Read the full article at: healthitanalytics.com

"Along with rapidly growing interest in APIs, the burgeoning ecosystem could have a significant effect on the way EHRs are designed, and that could render most of the current objections about usability and interoperability moot.

The future of the EHR is going to look a lot like your phone. How much time do you actually spend sitting in front of the Apple or Android interface as opposed to any number of apps written by third parties? How many people use an email client that isn’t written by Apple, or the Facebook app, or Twitter?  Those weren’t written by Apple. Apple just provides the platform.”

“And I think that’s what EHRs are going to look like. Eventually, we’re going to stop building the Swiss Army knife, and we’re just going to have a basic platform with lots of little applets sitting on top of it."
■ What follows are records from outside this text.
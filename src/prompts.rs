//! Prompt templates sent to the model
//!
//! The extraction prompt pins the output schema; advice prompts are free text.

use crate::models::FinancialSummary;

const SUMMARY_SCHEMA: &str = r#"{
  "resumen": { "saldo_inicial": float, "saldo_final": float, "total_ingresos": float, "total_egresos": float },
  "transacciones": [ { "fecha": "YYYY-MM-DD", "descripcion": "string", "monto": float, "tipo": "ingreso|egreso", "categoria_sugerida": "Nómina|Comida|Transporte|Suscripciones|Préstamo|Comisiones|Vivienda|Ocio|Otro" } ],
  "insights_detectados": { "pagos_recurrentes": ["string"], "fuentes_ingreso": ["string"], "comisiones_bancarias": float }
}"#;

const ADVISOR_ROLE: &str = "Eres un asesor financiero personal. Responde en español, \
con pasos concretos y numerados, sin tecnicismos innecesarios y en menos de 250 palabras.";

/// Instruction asking for the statement as schema-conforming JSON
pub fn summary_extraction(statement_text: &str) -> String {
    format!(
        r#"Eres un experto analista financiero. Analiza el siguiente texto de un estado de cuenta y extráelo a un formato JSON.
Tu respuesta DEBE ser únicamente el objeto JSON, sin explicaciones ni markdown.
Los datos personales ya fueron reemplazados por marcadores como [NOMBRE] o [CUENTA]; no intentes reconstruirlos.

<input_text>
{}
</input_text>

<output_schema>
{}
</output_schema>
"#,
        statement_text, SUMMARY_SCHEMA
    )
}

pub fn debt_plan(summary: &FinancialSummary) -> String {
    let payments = summary
        .transactions_in(crate::models::Category::Prestamo)
        .map(|tx| format!("- {} {}: {:.2}", tx.date, tx.description, tx.amount.abs()))
        .collect::<Vec<_>>()
        .join("\n");

    format!(
        "{}\n\nCrea un plan de pago de deudas para un total de {:.2} MXN en pagos de préstamos \
durante el periodo. Ingresos del periodo: {:.2} MXN. Egresos del periodo: {:.2} MXN.\n\
Pagos detectados:\n{}\n\nCompara las estrategias bola de nieve y avalancha y recomienda una.",
        ADVISOR_ROLE,
        summary.loan_total(),
        summary.resumen.total_income,
        summary.resumen.total_expenses,
        payments
    )
}

pub fn emergency_fund(monthly_expenses: f64) -> String {
    format!(
        "{}\n\nCalcula un fondo de emergencia para gastos mensuales de {:.2} MXN. \
Indica la meta para 3 y 6 meses, cuánto ahorrar por mes para alcanzarla en un año \
y dónde guardar ese dinero.",
        ADVISOR_ROLE, monthly_expenses
    )
}

pub fn investment_plan(summary: &FinancialSummary) -> String {
    format!(
        "{}\n\nEl usuario tiene un saldo final de {:.2} MXN, con ingresos de {:.2} MXN y egresos de \
{:.2} MXN en el periodo. Sugiere un plan de inversión conservador y otro moderado, \
separando primero un fondo de emergencia.",
        ADVISOR_ROLE,
        summary.resumen.closing_balance,
        summary.resumen.total_income,
        summary.resumen.total_expenses
    )
}

pub fn passive_income(recurring_payments: &[&str], income_sources: &[String]) -> String {
    format!(
        "{}\n\nEl usuario tiene estos pagos recurrentes: {}. Sus fuentes de ingreso actuales son: {}.\n\
Propón tres ideas de ingreso pasivo que puedan cubrir esos pagos recurrentes, \
con la inversión inicial estimada de cada una.",
        ADVISOR_ROLE,
        recurring_payments.join(", "),
        if income_sources.is_empty() {
            "no identificadas".to_string()
        } else {
            income_sources.join(", ")
        }
    )
}

pub fn extra_income_opportunity(summary: &FinancialSummary) -> String {
    format!(
        "{}\n\nLas finanzas del usuario parecen estables: ingresos de {:.2} MXN, egresos de {:.2} MXN \
y saldo final de {:.2} MXN. Crea un plan de acción de 30 días para generar ingresos extra.",
        ADVISOR_ROLE,
        summary.resumen.total_income,
        summary.resumen.total_expenses,
        summary.resumen.closing_balance
    )
}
This fantastic feature in Health IT Analytics on the new interoperability urgency in healthcare is a must read. It lays it all on the line with a fair representation from all sides off the issue of interoperability. 

The fact is that many healthcare organizations did not demand that their EHRs interoperate with each other until just recently. And, like good software companies do, the vendors are now working to open up their systems to FHIR-based APIs, accessible by outside applications. 

These new attitudes and willpower will help the industry make leaps and bounds toward a truly connected health data ecosystem, much like our customers are already realizing. In order to fully reap the benefits of FHIR and API access to EHRs, health IT departments will need to start with an integrated foundation that includes all internal applications… because having information from each patient-facing application tied together will provide caregivers with the complete picture of the patient and allow for a new era of health care.